Vaccinated people infected with coronavirus less likely to experience long-term effects: research
New research found that people who experience breakthrough coronavirus infections after being fully vaccinated are half as likely to suffer long-term effects from COVID-19 as those who are unvaccinated.
The study of British adults published in The Lancet Infectious Diseases journal on Wednesday found that people who experience breakthrough infections are 49 percent less likely to experience the long-term effects known as “long COVID-19” than those who are unvaccinated.
“This is really, I think, the first study showing that long Covid is reduced by double vaccination, and it’s reduced significantly,” Claire Steves, a geriatrician at King’s College London and the study’s lead author, told The New York Times.
“We don’t have a treatment yet for long Covid,” Steves said, according to the Times. However, she added that getting vaccinated “is a prevention strategy that everybody can engage in.”
Some people infected with the virus experience long-term effects — meaning they last at least four weeks after infection— known as long COVID-19. Individuals can report symptoms including fatigue, sleep disorders and shortness of breath that last for months.
The new study also revealed that people who received both doses of Pfizer-BioNTech, Moderna or AstraZeneca vaccines experienced symptoms less often than those who are not vaccinated.
In previous research, unvaccinated people were also 29 times more likely to be hospitalized with COVID-19, while those vaccinated seem only to experience mild symptoms.
“Of course, vaccines also massively reduce your risk of getting infected in the first place,” Steves told the Times. She added that the lowered risk means that vaccination should also reduce the odds of long COVID-19.
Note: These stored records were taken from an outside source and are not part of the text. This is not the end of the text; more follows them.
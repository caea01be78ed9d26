//! Benchmark for QUBO encoding and verification throughput.
//!
//! Run with: cargo run --release --bin bench

use std::collections::BTreeMap;
use std::time::Instant;

use qubo_scheduling::constraints::{Constraint, DifficultyBuckets, LevelBuckets};
use qubo_scheduling::domain::{Problem, Schedule};
use qubo_scheduling::verify;

fn build_problem(n_entities: usize, n_slots: usize) -> Problem {
    let senior = n_entities / 3;
    let junior = n_entities / 3;
    let intermediate = n_entities - senior - junior;
    let hard = n_slots / 3;
    let easy = n_slots / 3;
    let medium = n_slots - hard - easy;

    Problem::builder(
        format!("bench {}x{}", n_entities, n_slots),
        n_entities,
        n_slots,
    )
    .with_constraint(Constraint::consecutive_exclusion(3.5))
    .with_constraint(Constraint::slot_coverage(1.3, 1.0))
    .with_constraint(Constraint::workload_balance(0.3, (n_slots / n_entities) as f64))
    .with_constraint(Constraint::skill_mismatch(
        LevelBuckets::new(senior, intermediate, junior),
        DifficultyBuckets::new(hard, medium, easy),
    ))
    .with_constraint(Constraint::capacity_overflow(3, 0.5))
    .build()
    .unwrap()
}

fn round_robin(n_entities: usize, n_slots: usize) -> Schedule {
    let grid: Vec<Vec<bool>> = (0..n_entities)
        .map(|entity| (0..n_slots).map(|slot| slot % n_entities == entity).collect())
        .collect();
    Schedule::from_grid(grid).unwrap()
}

fn main() {
    let shapes = [(3usize, 11usize), (6, 10), (10, 20), (20, 30)];
    let rounds = 1_000u32;

    println!("Benchmark: constraint encoding and verification");
    println!();

    for (n_entities, n_slots) in shapes {
        let problem = build_problem(n_entities, n_slots);

        let encode_start = Instant::now();
        let qubo = problem.build_qubo().unwrap();
        let encode_elapsed = encode_start.elapsed();

        // Re-encoding must produce the identical model.
        let again = problem.build_qubo().unwrap();
        assert_eq!(
            qubo.to_dense(),
            again.to_dense(),
            "Encoding not deterministic!"
        );

        let schedule = round_robin(n_entities, n_slots);

        let verify_start = Instant::now();
        let mut checksum = 0.0f64;
        for _ in 0..rounds {
            let checks = verify::check(&problem, &schedule).unwrap();
            checksum += verify::total_residual(&checks);
        }
        let verify_elapsed = verify_start.elapsed();
        let checks_per_sec = rounds as f64 / verify_elapsed.as_secs_f64();

        // Model energy of the grid must match the verifier's total residual.
        let indexer = problem.indexer();
        let mut bits = BTreeMap::new();
        for (entity, slot) in schedule.assignments() {
            bits.insert(indexer.to_index(entity, slot).unwrap(), 1u8);
        }
        let energy = qubo.energy(&bits);
        let total_residual = checksum / rounds as f64;
        assert!(
            (energy - total_residual).abs() < 1e-6,
            "Energy {} drifted from residual total {}!",
            energy,
            total_residual
        );

        println!(
            "  {} ({} variables, {} terms)",
            problem.name(),
            qubo.n_variables(),
            qubo.len()
        );
        println!("    Encode: {:.2?}", encode_elapsed);
        println!(
            "    Verify: {:.2?} for {} rounds ({:.0}/sec)",
            verify_elapsed, rounds, checks_per_sec
        );
        println!("    Round-robin energy: {} (verified)", energy);
        println!();
    }
}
The study does suffer from limitations, researchers acknowledge, the most prominent of which is that all the data is self-reported. “Long COVID-19” is difficult to study due to its wide-ranging symptoms and severity.
However, Steves said she is hopeful that the study will encourage more young people to get the vaccine.
“Being out of action for six months has a major impact on people’s lives,” she told the Times. “So, if we can show that their personal risk of long Covid is reduced by getting their vaccinations, that may be something that may help them make a decision to go ahead and get a vaccine.”
The research was released as the highly contagious delta variant is causing more breakthrough cases than other versions of the virus, the Times noted.